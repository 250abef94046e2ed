use axum::extract::{Request, State};
use axum::http::{StatusCode, header};
use axum::middleware::Next;
use axum::response::{IntoResponse, Redirect, Response};
use axum_extra::extract::PrivateCookieJar;

use super::cookies;
use super::extractor::CurrentUser;
use super::state::ClientSessions;
use crate::guard::Decision;
use crate::provider::IdentityProvider;
use crate::session::Session;

/// Body served while the session is still bootstrapping.
pub const LOADING_PLACEHOLDER: &str = "Synchronizing Core...";

/// Axum middleware applying the route guard to every request.
///
/// The decision is made against the caller's own session, found through the
/// session cookie; requests without one are anonymous. The login/logout
/// endpoints pass through untouched.
///
/// Mount with `axum::middleware::from_fn_with_state(sessions, route_guard::<P>)`,
/// or use [`console_router`](super::console_router).
pub async fn route_guard<P: IdentityProvider>(
    State(sessions): State<ClientSessions<P>>,
    jar: PrivateCookieJar,
    mut request: Request,
    next: Next,
) -> Response {
    if sessions.is_auth_path(request.uri().path()) {
        return next.run(request).await;
    }

    let session = cookies::session_id(&jar, sessions.cookies())
        .and_then(|id| sessions.find(&id))
        .map_or_else(Session::anonymous, |context| context.store().snapshot());

    match sessions.guard().decide(&session, request.uri().path()) {
        Decision::Loading => (
            StatusCode::SERVICE_UNAVAILABLE,
            [(header::RETRY_AFTER, "1")],
            LOADING_PLACEHOLDER,
        )
            .into_response(),
        Decision::Redirect(to) => Redirect::to(&to).into_response(),
        Decision::NoMatch => StatusCode::NOT_FOUND.into_response(),
        Decision::RenderLogin => next.run(request).await,
        Decision::Render { page, params } => {
            if let Some(auth) = session.auth() {
                request
                    .extensions_mut()
                    .insert(CurrentUser::new(auth, page, params));
            }
            next.run(request).await
        }
    }
}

------------------------

Exercise description
What's needed is every line of the listing, transcribed word for word.

Your solution
repository 250abef94046e2ed
use axum::extract::{Request, State};
use axum::http::{StatusCode, header};
use axum::middleware::Next;
use axum::response::{IntoResponse, Redirect, Response};
use axum_extra::extract::PrivateCookieJar;

use super::cookies;
use super::extractor::CurrentUser;
use super::state::ClientSessions;
use crate::guard::Decision;
use crate::provider::IdentityProvider;
use crate::session::Session;

/// Body served while the session is still bootstrapping.
pub const LOADING_PLACEHOLDER: &str = "Synchronizing Core...";

/// Axum middleware applying the route guard to every request.
///
/// The decision is made against the caller's own session, found through the
/// session cookie; requests without one are anonymous. The login/logout
/// endpoints pass through untouched.
///
/// Mount with `axum::middleware::from_fn_with_state(sessions, route_guard::<P>)`,
/// or use [`console_router`](super::console_router).
pub async fn route_guard<P: IdentityProvider>(
    State(sessions): State<ClientSessions<P>>,
    jar: PrivateCookieJar,
    mut request: Request,
    next: Next,
) -> Response {
    if sessions.is_auth_path(request.uri().path()) {
        return next.run(request).await;
    }

    let session = cookies::session_id(&jar, sessions.cookies())
        .and_then(|id| sessions.find(&id))
        .map_or_else(Session::anonymous, |context| context.store().snapshot());

    match sessions.guard().decide(&session, request.uri().path()) {
        Decision::Loading => (
            StatusCode::SERVICE_UNAVAILABLE,
            [(header::RETRY_AFTER, "1")],
            LOADING_PLACEHOLDER,
        )
            .into_response(),
        Decision::Redirect(to) => Redirect::to(&to).into_response(),
        Decision::NoMatch => StatusCode::NOT_FOUND.into_response(),
        Decision::RenderLogin => next.run(request).await,
        Decision::Render { page, params } => {
            if let Some(auth) = session.auth() {
                request
                    .extensions_mut()
                    .insert(CurrentUser::new(auth, page, params));
            }
            next.run(request).await
        }
    }
}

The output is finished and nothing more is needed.